Diablo Canyon closure the result of failed energy policies

July 18, 2016

Diablo Canyon Nuclear Power Plant


If you live anywhere on the Central Coast, you’re aware by now that on June 21, PG&E announced it will not seek relicensing of the Diablo Canyon Nuclear Power Plant when the licenses expire in 2024-2025. It’s my opinion this is a direct result of years of failed energy policies in the state of California.

PG&E in it’s announcement acknowledged that it will be unable to meet the renewable mandates by the state and had no other choice but to abandon nuclear energy production for a malaise of renewables. Just like that, 10 percent of the state’s energy supply will be gone. Coupled with the closure of San Onofre, California will be nuclear free having lost 20 percent of it’s electricity supply, not counting the additional lost energy from coal and other sources by way of state mandates.

To build the equivalent of a 2200-megawatt nuclear plant, a solar farm would require more than 20,000 acres, and a wind farm more than 100,000 acres. By contrast, Diablo Canyon is able to produce that much power and more on a footprint of 545 acres.

It’s irresponsible to think we can efficiently replace safe, low cost, greenhouse gas-free, reliable base load sources of power and operation at Diablo Canyon with renewables of wind, solar, geothermal, biomass, and hydroelectricity. It’s vital we keep all carbon free electricity sources online as a future energy policy.
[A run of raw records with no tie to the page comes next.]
//! Comma-delimited encoding of export rows.
//!
//! The column order and value spellings are read by existing analysis
//! scripts: `Display` is `True` for the visual record and `False` for the
//! numeric summary, whole floats keep a trailing `.0`, and records end in
//! CRLF.

use std::fs::{self, File};
use std::io::{self, BufWriter, Write};
use std::path::Path;

use super::ExportRow;
use crate::core::errors::{BeadsError, Result};

/// Header row; stable across versions.
pub const COLUMNS: [&str; 12] = [
    "Subject",
    "Trial",
    "HiddenColor",
    "Display",
    "Ratio",
    "BeadPosition",
    "Sequence",
    "MajorityBeads",
    "ProbEstimate",
    "FinalChoice",
    "EvidenceAsymmetry",
    "Accuracy",
];

const TERMINATOR: &str = "\r\n";

/// Write the header and every row.
pub fn write_csv<W: Write>(rows: &[ExportRow], out: &mut W) -> io::Result<()> {
    write_record(out, COLUMNS.iter().map(|c| (*c).to_string()))?;
    for row in rows {
        write_record(out, row_fields(row))?;
    }
    Ok(())
}

/// Write `rows` to `path` (header only when empty), creating the parent
/// directory. Returns the number of data rows.
pub fn write_results_file(path: &Path, rows: &[ExportRow]) -> Result<usize> {
    if let Some(parent) = path.parent().filter(|p| !p.as_os_str().is_empty()) {
        fs::create_dir_all(parent).map_err(|e| BeadsError::io(parent, e))?;
    }
    let file = File::create(path).map_err(|e| BeadsError::io(path, e))?;
    let mut out = BufWriter::new(file);
    write_csv(rows, &mut out).map_err(|e| BeadsError::io(path, e))?;
    let file = out
        .into_inner()
        .map_err(|e| BeadsError::io(path, e.into_error()))?;
    file.sync_all().map_err(|e| BeadsError::io(path, e))?;
    Ok(rows.len())
}

fn row_fields(row: &ExportRow) -> impl Iterator<Item = String> {
    [
        row.subject.clone(),
        row.trial.to_string(),
        row.hidden_color.to_string(),
        (if row.display.as_flag() { "True" } else { "False" }).to_string(),
        row.ratio.to_string(),
        row.bead_position.to_string(),
        row.sequence.clone(),
        row.majority_beads.to_string(),
        format_float(row.prob_estimate),
        row.final_choice.to_string(),
        format_float(row.evidence_asymmetry),
        row.accuracy.to_string(),
    ]
    .into_iter()
}

fn write_record<W: Write>(out: &mut W, fields: impl Iterator<Item = String>) -> io::Result<()> {
    let line = fields.map(|f| quote(&f)).collect::<Vec<_>>().join(",");
    out.write_all(line.as_bytes())?;
    out.write_all(TERMINATOR.as_bytes())
}

/// Minimal quoting: only fields holding a delimiter, quote, or line break.
fn quote(field: &str) -> String {
    if field.contains([',', '"', '\n', '\r']) {
        format!("\"{}\"", field.replace('"', "\"\""))
    } else {
        field.to_string()
    }
}

/// Shortest round-trip form, keeping `.0` on whole numbers.
fn format_float(value: f64) -> String {
    if value.is_finite() && value.fract() == 0.0 {
        format!("{value:.1}")
    } else {
        format!("{value}")
    }
}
San Luis Obispo Councilman Dan Carpenter

San Luis Obispo Councilman Dan Carpenter

Our leaders have let us down.

California’s SB 350 requires the state to procure 50 percent of electricity from renewable energy and double energy efficiency savings by 2030. (Forbes – California’s Growing Imported Electricity Problem)

With this broken policy in effect, we are now importing 33 percent of our electricity supply from fast growing neighbor states. These numbers have been rising rapidly since 2010. According to the Energy Information Administration, California imports electricity because it’s power markets are relatively open and generation from outside the state is often less expensive.

Besides having the most expensive electricity west of the Mississippi, California already has the least reliable electricity. We easily lead the nation with nearly 470 power outages a year compared to 160 a year for second place Texas.

California’s reliability problem will be multiplied as more wind and solar enter into the power mix. Why so much imported energy…adjacent states don’t have the egregious energy policies of California. Our polices are having negative impacts on our neighbor states and they will cease to export at some point.

So, while we pump our chest about creating a “green” environment with our renewable energy fascination, we’re siphoning energy from our neighbors with less regulations. With renewed dependence on natural gas, it’s reasonable to expect a future with increased carbon emissions.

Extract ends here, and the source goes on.